Am 02.11.22 um 13:50 schrieb Pekka Paalanen:
On Wed, 2 Nov 2022 13:27:18 +0100 Christian König ckoenig.leichtzumerken@gmail.com wrote:
Am 02.11.22 um 13:19 schrieb Pekka Paalanen:
On Wed, 2 Nov 2022 12:18:01 +0100 Christian König ckoenig.leichtzumerken@gmail.com wrote:
Am 01.11.22 um 22:09 schrieb Nicolas Dufresne:
[SNIP]
> But the client is just a video player. It doesn't understand how to > allocate BOs for Panfrost or AMD or etnaviv. So without a universal > allocator (again ...), 'just allocate on the GPU' isn't a useful > response to the client. Well exactly that's the point I'm raising: The client *must* understand that!
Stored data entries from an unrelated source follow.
// Copyright (c) 2022 Huawei Technologies Co.,Ltd. All rights reserved.
//
// sysMaster is licensed under Mulan PSL v2.
// You can use this software according to the terms and conditions of the Mulan
// PSL v2.
// You may obtain a copy of Mulan PSL v2 at:
//         http://license.coscl.org.cn/MulanPSL2
// THIS SOFTWARE IS PROVIDED ON AN "AS IS" BASIS, WITHOUT WARRANTIES OF ANY
// KIND, EITHER EXPRESS OR IMPLIED, INCLUDING BUT NOT LIMITED TO
// NON-INFRINGEMENT, MERCHANTABILITY OR FIT FOR A PARTICULAR PURPOSE.
// See the Mulan PSL v2 for more details.
//! svcore is the service supervisor that svcmaster runs as the first
//! user-space process: a registry of declared services, a dependency
//! ordered boot, process supervision with bounded restarts, socket
//! activation, a signal driven event loop and the staged shutdown.
pub mod activation;
pub mod config;
pub mod error;
pub mod registry;
pub mod resolver;
pub mod runtime;
pub mod service;
pub mod shutdown;
pub mod signals;
pub mod spawn;
pub mod supervisor;

#[cfg(test)]
mod test_utils;

pub use error::*;
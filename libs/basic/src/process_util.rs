// Copyright (c) 2022 Huawei Technologies Co.,Ltd. All rights reserved.
//
// sysMaster is licensed under Mulan PSL v2.
// You can use this software according to the terms and conditions of the Mulan
// PSL v2.
// You may obtain a copy of Mulan PSL v2 at:
//         http://license.coscl.org.cn/MulanPSL2
// THIS SOFTWARE IS PROVIDED ON AN "AS IS" BASIS, WITHOUT WARRANTIES OF ANY
// KIND, EITHER EXPRESS OR IMPLIED, INCLUDING BUT NOT LIMITED TO
// NON-INFRINGEMENT, MERCHANTABILITY OR FIT FOR A PARTICULAR PURPOSE.
// See the Mulan PSL v2 for more details.

//!
use crate::error::*;
use nix::{
    errno::Errno,
    sys::signal::{self, Signal},
    unistd::Pid,
};

/// Send `sig` to every process the caller may signal, except itself and
/// the kernel threads. Having nobody left to signal is not an error.
pub fn kill_all<T: Into<Option<Signal>>>(sig: T) -> Result<()> {
    match signal::kill(Pid::from_raw(-1), sig) {
        Ok(()) | Err(Errno::ESRCH) => Ok(()),
        Err(e) => Err(Error::Nix { source: e }),
    }
}

#[cfg(test)]
mod tests {
    use super::*;

    #[test]
    fn test_kill_all_null_signal() {
        /* no signal, only the permission check */
        assert!(kill_all(None).is_ok());
    }
}
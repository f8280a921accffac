// Copyright (c) 2022 Huawei Technologies Co.,Ltd. All rights reserved.
//
// sysMaster is licensed under Mulan PSL v2.
// You can use this software according to the terms and conditions of the Mulan
// PSL v2.
// You may obtain a copy of Mulan PSL v2 at:
//         http://license.coscl.org.cn/MulanPSL2
// THIS SOFTWARE IS PROVIDED ON AN "AS IS" BASIS, WITHOUT WARRANTIES OF ANY
// KIND, EITHER EXPRESS OR IMPLIED, INCLUDING BUT NOT LIMITED TO
// NON-INFRINGEMENT, MERCHANTABILITY OR FIT FOR A PARTICULAR PURPOSE.
// See the Mulan PSL v2 for more details.
//! The service record: static declaration plus the runtime state owned
//! by the supervisor.
use crate::error::*;
use nix::unistd::Pid;
use std::{
    fmt,
    os::unix::prelude::RawFd,
    path::{Path, PathBuf},
    str::FromStr,
};

/// How the supervisor decides a launched service has come up.
#[derive(Debug, Clone, Copy, PartialEq, Eq)]
pub enum ServiceKind {
    /// Long running, considered up as soon as the fork succeeded.
    Simple,
    /// Runs to completion, considered done once it exited with 0.
    OneShot,
    /// Would signal readiness itself. No readiness channel exists, so it
    /// stays Starting until it exits.
    Notify,
}

impl FromStr for ServiceKind {
    type Err = Error;

    fn from_str(s: &str) -> Result<Self, Self::Err> {
        match s {
            "simple" => Ok(ServiceKind::Simple),
            "oneshot" => Ok(ServiceKind::OneShot),
            "notify" => Ok(ServiceKind::Notify),
            _ => Err(Error::Invalid {
                what: format!("service type {}", s),
            }),
        }
    }
}

impl fmt::Display for ServiceKind {
    fn fmt(&self, f: &mut fmt::Formatter<'_>) -> fmt::Result {
        let s = match self {
            ServiceKind::Simple => "simple",
            ServiceKind::OneShot => "oneshot",
            ServiceKind::Notify => "notify",
        };
        write!(f, "{}", s)
    }
}

/// Lifecycle state of a service.
#[derive(Debug, Clone, Copy, PartialEq, Eq)]
pub enum ServiceState {
    ///
    Stopped,
    ///
    Starting,
    ///
    Running,
    ///
    Stopping,
    ///
    Failed,
}

impl ServiceState {
    /// a process may be outstanding in this state
    pub fn is_active(&self) -> bool {
        matches!(self, ServiceState::Starting | ServiceState::Running)
    }
}

impl fmt::Display for ServiceState {
    fn fmt(&self, f: &mut fmt::Formatter<'_>) -> fmt::Result {
        let s = match self {
            ServiceState::Stopped => "STOPPED",
            ServiceState::Starting => "STARTING",
            ServiceState::Running => "RUNNING",
            ServiceState::Stopping => "STOPPING",
            ServiceState::Failed => "FAILED",
        };
        f.pad(s)
    }
}

/// One declared service. Created by registration and never destroyed.
#[derive(Debug)]
pub struct Service {
    name: String,
    exec_path: PathBuf,
    argv: Vec<String>,
    kind: ServiceKind,
    dependencies: Vec<String>,
    auto_restart: bool,
    restart_count: u32,
    max_restarts: u32,
    socket_path: Option<PathBuf>,
    listen_fd: Option<RawFd>,
    state: ServiceState,
    pid: Option<Pid>,
    last_exit_code: i32,
}

impl Service {
    pub(crate) fn new(
        name: &str,
        exec_path: &Path,
        kind: ServiceKind,
        auto_restart: bool,
        max_restarts: u32,
    ) -> Self {
        Service {
            name: name.to_string(),
            exec_path: exec_path.to_path_buf(),
            argv: vec![exec_path.to_string_lossy().to_string()],
            kind,
            dependencies: Vec::new(),
            auto_restart,
            restart_count: 0,
            max_restarts,
            socket_path: None,
            listen_fd: None,
            state: ServiceState::Stopped,
            pid: None,
            last_exit_code: 0,
        }
    }

    ///
    pub fn name(&self) -> &str {
        &self.name
    }

    ///
    pub fn exec_path(&self) -> &Path {
        &self.exec_path
    }

    /// the full argument vector, argv\[0\] is the executable path
    pub fn argv(&self) -> &[String] {
        &self.argv
    }

    ///
    pub fn kind(&self) -> ServiceKind {
        self.kind
    }

    /// names of the services this one depends on, in declaration order
    pub fn dependencies(&self) -> &[String] {
        &self.dependencies
    }

    ///
    pub fn auto_restart(&self) -> bool {
        self.auto_restart
    }

    ///
    pub fn restart_count(&self) -> u32 {
        self.restart_count
    }

    ///
    pub fn max_restarts(&self) -> u32 {
        self.max_restarts
    }

    /// socket activation is enabled when a socket path is declared
    pub fn socket_path(&self) -> Option<&Path> {
        self.socket_path.as_deref()
    }

    ///
    pub fn listen_fd(&self) -> Option<RawFd> {
        self.listen_fd
    }

    ///
    pub fn state(&self) -> ServiceState {
        self.state
    }

    /// the pid of the outstanding process, if any
    pub fn pid(&self) -> Option<Pid> {
        self.pid
    }

    /// exit code of the last process, `-signo` when it was killed by a signal
    pub fn last_exit_code(&self) -> i32 {
        self.last_exit_code
    }

    pub(crate) fn push_argument(&mut self, arg: &str) {
        self.argv.push(arg.to_string());
    }

    pub(crate) fn push_dependency(&mut self, dep: &str) {
        self.dependencies.push(dep.to_string());
    }

    pub(crate) fn set_socket_path(&mut self, path: &Path) {
        self.socket_path = Some(path.to_path_buf());
    }

    pub(crate) fn set_max_restarts(&mut self, max: u32) {
        self.max_restarts = max;
    }

    pub(crate) fn set_listen_fd(&mut self, fd: Option<RawFd>) {
        self.listen_fd = fd;
    }

    pub(crate) fn set_state(&mut self, state: ServiceState) {
        if self.state != state {
            log::debug!("{}: {} -> {}", self.name, self.state, state);
        }
        self.state = state;
    }

    pub(crate) fn set_pid(&mut self, pid: Option<Pid>) {
        self.pid = pid;
    }

    pub(crate) fn set_last_exit_code(&mut self, code: i32) {
        self.last_exit_code = code;
    }

    pub(crate) fn inc_restart_count(&mut self) {
        self.restart_count += 1;
    }
}

#[cfg(test)]
mod tests {
    use super::*;

    #[test]
    fn test_kind_from_str() {
        assert_eq!("simple".parse::<ServiceKind>().unwrap(), ServiceKind::Simple);
        assert_eq!(
            "oneshot".parse::<ServiceKind>().unwrap(),
            ServiceKind::OneShot
        );
        assert_eq!("notify".parse::<ServiceKind>().unwrap(), ServiceKind::Notify);
        assert!("forking".parse::<ServiceKind>().is_err());
        assert_eq!(ServiceKind::OneShot.to_string(), "oneshot");
    }

    #[test]
    fn test_new_service() {
        let svc = Service::new(
            "syslog",
            Path::new("/sbin/syslogd"),
            ServiceKind::Simple,
            true,
            5,
        );
        assert_eq!(svc.argv(), &["/sbin/syslogd".to_string()]);
        assert_eq!(svc.state(), ServiceState::Stopped);
        assert_eq!(svc.pid(), None);
        assert_eq!(svc.last_exit_code(), 0);
        assert_eq!(svc.restart_count(), 0);
        assert!(svc.socket_path().is_none());
        assert_eq!(format!("{:<9}|", svc.state()), "STOPPED  |");
    }
}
See we need to be able to handle all restrictions here, coherency of the data is just one of them.
For example the much more important question is the location of the data and for this allocating from the V4L2 device is in most cases just not going to fly.
It feels like this is a generic statement and there is no reason it could not be the other way around.
And exactly that's my point. You always need to look at both ways to share the buffer and can't assume that one will always work.
As far as I can see it you guys just allocate a buffer from a V4L2 device, fill it with data and send it to Wayland for displaying.
To be honest I'm really surprised that the Wayland guys hasn't pushed back on this practice already.
What should we Wayland people be pushing back on exactly? And where is our authority and opportunity to do so?
The Wayland protocol dmabuf extension allows a graceful failure if the Wayland compositor cannot use the given dmabuf at all, giving the client an opportunity to try something else.
That's exactly what I meant with pushing back :)
I wasn't aware that this handling is already implemented.
Well... it's "optional". The Wayland dmabuf protocol has two cases for a client/app:
a) you do the right thing and wait for the compositor to ack that the dmabuf works (the reply should come pretty much immediately, not needing the compositor to actually composite), or
b) you just send the dmabuf and continue as if it always worked. If it doesn't, you might get a protocol error later and be disconnected.
Guess which one Mesa uses?
I've been told Mesa has no way to handle a failure there, so it doesn't. I would not be surprised if others just copy that behaviour.
I recall personally being against adding option b) to begin with, but there it is, added for Mesa IIRC.
Well I'm not sure if those projects actually used X or Wayland, but we did had cases where this was really used.
IIRC in the case of Prime offloading we now allocate a buffer from the displaying device in Mesa and do the copy from the rendering GPU to the displaying GPU on the client side.
The background is that this gave us much better control which engine and parameters where used for the copy resulting in a nice performance improvement.
Regards, Christian.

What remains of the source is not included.